## Exercise brief
The answer should be each line of the records that contains the word "matches"; please copy them all.

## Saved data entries
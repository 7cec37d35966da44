//! Server settings
//!
//! Loaded from an optional JSON file, then individual environment overrides.

use std::path::Path;
use std::time::Duration;

use serde::{Deserialize, Serialize};
use thiserror::Error;

use crate::consts::*;
use crate::sim::{Variant, VariantPreset};

#[derive(Error, Debug)]
pub enum ConfigError {
    #[error("Failed to read settings file: {0}")]
    Io(#[from] std::io::Error),

    #[error("Invalid settings file: {0}")]
    Json(#[from] serde_json::Error),

    #[error("Invalid value {value:?} for {key}")]
    InvalidValue { key: &'static str, value: String },
}

/// Server settings
#[derive(Debug, Clone, PartialEq, Serialize, Deserialize)]
#[serde(default, rename_all = "camelCase")]
pub struct Settings {
    // === Timing ===
    /// Fixed tick interval
    pub tick_interval_ms: u64,
    /// Delay between game end and room teardown
    pub end_grace_ms: u64,
    /// Empty rooms are dropped after this long
    pub empty_room_timeout_ms: u64,

    // === Rooms ===
    /// Rules for rooms created without an explicit config
    pub variant: VariantPreset,
    /// Overrides the preset's winning score (0 = no limit)
    pub winning_score: Option<u32>,
    /// Base seed mixed into every room's tint RNG
    pub seed: u64,
}

impl Default for Settings {
    fn default() -> Self {
        Self {
            tick_interval_ms: TICK_INTERVAL_MS,
            end_grace_ms: END_GRACE_MS,
            empty_room_timeout_ms: EMPTY_ROOM_TIMEOUT_MS,
            variant: VariantPreset::default(),
            winning_score: None,
            seed: 0,
        }
    }
}

impl Settings {
    /// Path of the JSON settings file
    pub const PATH_VAR: &'static str = "BRICK_RALLY_SETTINGS";
    pub const TICK_VAR: &'static str = "BRICK_RALLY_TICK_MS";
    pub const VARIANT_VAR: &'static str = "BRICK_RALLY_VARIANT";

    pub fn load_from(path: impl AsRef<Path>) -> Result<Self, ConfigError> {
        let json = std::fs::read_to_string(path.as_ref())?;
        let settings: Self = serde_json::from_str(&json)?;
        settings.validate()?;
        log::info!("Loaded settings from {}", path.as_ref().display());
        Ok(settings)
    }

    /// Settings file named by the environment (if any) plus env overrides
    pub fn from_env() -> Result<Self, ConfigError> {
        let mut settings = match std::env::var(Self::PATH_VAR) {
            Ok(path) => Self::load_from(path)?,
            Err(_) => {
                log::info!("Using default settings");
                Self::default()
            }
        };
        settings.apply_overrides(|key| std::env::var(key).ok())?;
        Ok(settings)
    }

    /// Apply overrides looked up by variable name
    pub fn apply_overrides<F>(&mut self, lookup: F) -> Result<(), ConfigError>
    where
        F: Fn(&str) -> Option<String>,
    {
        if let Some(value) = lookup(Self::TICK_VAR) {
            self.tick_interval_ms = value.trim().parse().map_err(|_| ConfigError::InvalidValue {
                key: Self::TICK_VAR,
                value: value.clone(),
            })?;
        }
        if let Some(value) = lookup(Self::VARIANT_VAR) {
            self.variant = VariantPreset::parse(&value).ok_or(ConfigError::InvalidValue {
                key: Self::VARIANT_VAR,
                value: value.clone(),
            })?;
        }
        self.validate()
    }

    pub fn validate(&self) -> Result<(), ConfigError> {
        if self.tick_interval_ms == 0 {
            return Err(ConfigError::InvalidValue {
                key: "tickIntervalMs",
                value: "0".into(),
            });
        }
        Ok(())
    }

    pub fn tick_interval(&self) -> Duration {
        Duration::from_millis(self.tick_interval_ms)
    }

    /// Simulation step in seconds
    pub fn tick_dt(&self) -> f32 {
        self.tick_interval_ms as f32 / 1000.0
    }

    pub fn end_grace(&self) -> Duration {
        Duration::from_millis(self.end_grace_ms)
    }

    pub fn empty_room_timeout(&self) -> Duration {
        Duration::from_millis(self.empty_room_timeout_ms)
    }

    /// Rules for rooms created without an explicit config
    pub fn default_variant(&self) -> Variant {
        let variant = self.variant.variant();
        match self.winning_score {
            Some(score) => variant.with_winning_score(Some(score)),
            None => variant,
        }
    }
}

#[cfg(test)]
mod tests {
    use super::*;
    use std::collections::HashMap;

    fn lookup(vars: &[(&str, &str)]) -> impl Fn(&str) -> Option<String> {
        let map: HashMap<String, String> = vars
            .iter()
            .map(|(k, v)| (k.to_string(), v.to_string()))
            .collect();
        move |key| map.get(key).cloned()
    }

    #[test]
    fn test_defaults() {
        let settings = Settings::default();
        assert_eq!(settings.tick_interval(), Duration::from_millis(50));
        assert_eq!(settings.end_grace(), Duration::from_secs(10));
        assert!((settings.tick_dt() - 0.05).abs() < 1e-6);
        assert_eq!(settings.default_variant(), VariantPreset::Handoff.variant());
    }

    #[test]
    fn test_partial_json_keeps_defaults() {
        let settings: Settings =
            serde_json::from_str(r#"{"variant":"duel","winningScore":3}"#).unwrap();
        assert_eq!(settings.tick_interval_ms, TICK_INTERVAL_MS);
        let variant = settings.default_variant();
        assert_eq!(variant.preset, VariantPreset::Duel);
        assert_eq!(variant.winning_score, Some(3));
    }

    #[test]
    fn test_env_overrides() {
        let mut settings = Settings::default();
        settings
            .apply_overrides(lookup(&[
                (Settings::TICK_VAR, " 20 "),
                (Settings::VARIANT_VAR, "Solo"),
            ]))
            .unwrap();
        assert_eq!(settings.tick_interval_ms, 20);
        assert_eq!(settings.variant, VariantPreset::Solo);
    }

    #[test]
    fn test_invalid_overrides() {
        let mut settings = Settings::default();
        let err = settings
            .apply_overrides(lookup(&[(Settings::TICK_VAR, "fast")]))
            .unwrap_err();
        assert!(matches!(
            err,
            ConfigError::InvalidValue { key, .. } if key == Settings::TICK_VAR
        ));

        assert!(
            settings
                .apply_overrides(lookup(&[(Settings::VARIANT_VAR, "chess")]))
                .is_err()
        );
        assert!(
            settings
                .apply_overrides(lookup(&[(Settings::TICK_VAR, "0")]))
                .is_err()
        );
    }

    #[test]
    fn test_load_from_missing_file() {
        let err = Settings::load_from("/nonexistent/brick-rally.json").unwrap_err();
        assert!(matches!(err, ConfigError::Io(_)));
    }
}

## Solution to this exercise
        assert!(matches!(
        assert!(matches!(err, ConfigError::Io(_)));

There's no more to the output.